A seguir, não houve aula. Nenhuma, até ao fim do dia. Seis horas são claramente demasiado tempo livre, especialmente numa terra onde as principais diversões são o rally das tascas em aguardente bagaceira 4x4 e os amassos na relva do jardim público. O que pensando bem, nem era nada mau, mas nesse dia apetecia algo... Diferente.
E vira-se o Grilo:
Lembram-se de na semana passada ajudarmos o professor Zé a tirar o carro que estava entalado pelo da gaja do Conselho Directivo?E diz o Pedro Sílvio (Pedro Silva, na verdade, mas com os copos ele dizia Pêd'Sílvio e pegou.):
Ya! Levantámos o carro com uma pinta do caraças.E lembra o Chicharro:
Tá bem, mas era um mini...E o Grilo:
Sim, mas éramos 4. Hoje estamos aqui 14... Bom, o Jorginho não conta... Mas estamos aqui 13!E o Jorginho: Óh Grilo, pááááá...
E o Grilo:
Bora lá experimentar a tirar dali o carro do prof. de T.O.!E foram. O carro era um Clio, o que fez com que ficasse estacionado a cerca de 20 metros do lugar original. A seguir, um Opel Corsa e um Citroën AX ficaram frente a frente, tapados por um Peugeot daqueles pequeninos, de um lado e por um Golf, do outro. A carrinha do prof. de Educação Física era bem mais leve do que parecia, pelo que ficar estacionada atrás de um arbusto foi uma coisa natural. Ao todo foram estacionados cerca de 20 automóveis em estilo
freestyle, o que deu um resultado estético parecido com um Pollock, mas com apontamentos do Impressionismo.
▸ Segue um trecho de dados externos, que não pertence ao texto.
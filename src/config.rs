use std::env;

/// Which set of external collaborators the router is wired to.
#[derive(Debug, Clone, Copy, PartialEq, Eq)]
pub enum Backend {
    Firebase,
    Memory,
}

impl Backend {
    pub fn parse(raw: &str) -> Result<Self, String> {
        match raw.trim().to_lowercase().as_str() {
            "firebase" => Ok(Backend::Firebase),
            "memory" => Ok(Backend::Memory),
            other => Err(format!("Invalid CHAT_BACKEND: {}. Supported: firebase, memory", other)),
        }
    }
}

#[derive(Debug, Clone)]
pub struct Config {
    pub host: String,
    pub port: u16,
    pub backend: Backend,
    pub credentials_path: String,
    /// Realtime-database URL; configured but not used by any endpoint
    pub database_url: Option<String>,
    pub password_cost: u32,
    pub dev_token_secret: String,
    /// Empty means any origin
    pub allowed_origins: Vec<String>,
}

impl Config {
    pub fn from_env() -> Result<Self, String> {
        Self::from_lookup(|key| env::var(key).ok())
    }

    /// Builds the config from an arbitrary variable source.
    pub fn from_lookup<F>(lookup: F) -> Result<Self, String>
    where
        F: Fn(&str) -> Option<String>,
    {
        let get = |key: &str, default: &str| lookup(key).unwrap_or_else(|| default.to_string());

        let port = get("PORT", "4000");
        let port = port
            .parse::<u16>()
            .map_err(|e| format!("Invalid PORT '{}': {}", port, e))?;

        let cost = get("PASSWORD_HASH_COST", "10");
        let password_cost = cost
            .parse::<u32>()
            .map_err(|e| format!("Invalid PASSWORD_HASH_COST '{}': {}", cost, e))?;
        if !(4..=31).contains(&password_cost) {
            return Err(format!("PASSWORD_HASH_COST must be between 4 and 31, got {}", password_cost));
        }

        let allowed_origins = lookup("CORS_ALLOWED_ORIGINS")
            .map(|raw| {
                raw.split(',')
                    .map(|origin| origin.trim().to_string())
                    .filter(|origin| !origin.is_empty())
                    .collect()
            })
            .unwrap_or_default();

        Ok(Self {
            host: get("HOST", "0.0.0.0"),
            port,
            backend: Backend::parse(&get("CHAT_BACKEND", "firebase"))?,
            credentials_path: get("GOOGLE_APPLICATION_CREDENTIALS", "serviceAccountKey.json"),
            database_url: lookup("FIREBASE_DATABASE_URL").filter(|url| !url.is_empty()),
            password_cost,
            dev_token_secret: get("DEV_TOKEN_SECRET", "dev-secret-change-me"),
            allowed_origins,
        })
    }
}

#[cfg(test)]
mod tests {
    use super::*;
    use std::collections::HashMap;

    fn config_from(vars: &[(&str, &str)]) -> Result<Config, String> {
        let vars: HashMap<String, String> = vars
            .iter()
            .map(|(k, v)| (k.to_string(), v.to_string()))
            .collect();
        Config::from_lookup(|key| vars.get(key).cloned())
    }

    #[test]
    fn test_defaults() {
        let config = config_from(&[]).unwrap();
        assert_eq!(config.port, 4000);
        assert_eq!(config.backend, Backend::Firebase);
        assert_eq!(config.password_cost, 10);
        assert_eq!(config.credentials_path, "serviceAccountKey.json");
        assert!(config.database_url.is_none());
        assert!(config.allowed_origins.is_empty());
    }

    #[test]
    fn test_overrides() {
        let config = config_from(&[
            ("CHAT_BACKEND", "Memory"),
            ("PORT", "8080"),
            ("CORS_ALLOWED_ORIGINS", "http://localhost:3000, http://127.0.0.1:3000,"),
            ("FIREBASE_DATABASE_URL", "https://chat-demo-default-rtdb.firebaseio.com/"),
        ])
        .unwrap();
        assert_eq!(config.backend, Backend::Memory);
        assert_eq!(config.port, 8080);
        assert_eq!(config.allowed_origins, vec!["http://localhost:3000", "http://127.0.0.1:3000"]);
        assert!(config.database_url.is_some());
    }

    #[test]
    fn test_invalid_values_rejected() {
        assert!(config_from(&[("PORT", "http")]).is_err());
        assert!(config_from(&[("CHAT_BACKEND", "mongo")]).is_err());
        assert!(config_from(&[("PASSWORD_HASH_COST", "3")]).is_err());
    }
}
Impressionados, ficaram os professores com a confusão que foi para conseguirem resolver o quebra-cabeças. Era uma espécie de Sudoku, mas com carros.
E os meninos da história, foram apanhados? Claro que não. Porquê?
- Porque meteram as próprias motas em cima dos bancos de jardim e foram fazer queixa ao Conselho Directivo de que "alguém andou a tirar carros e motas do sítio... Não há direito, professora."
E foram felizes para sempre."
Agora saiam-me do colinho, que isto parece um bocado esquisito e a minha namorada não vai achar graça.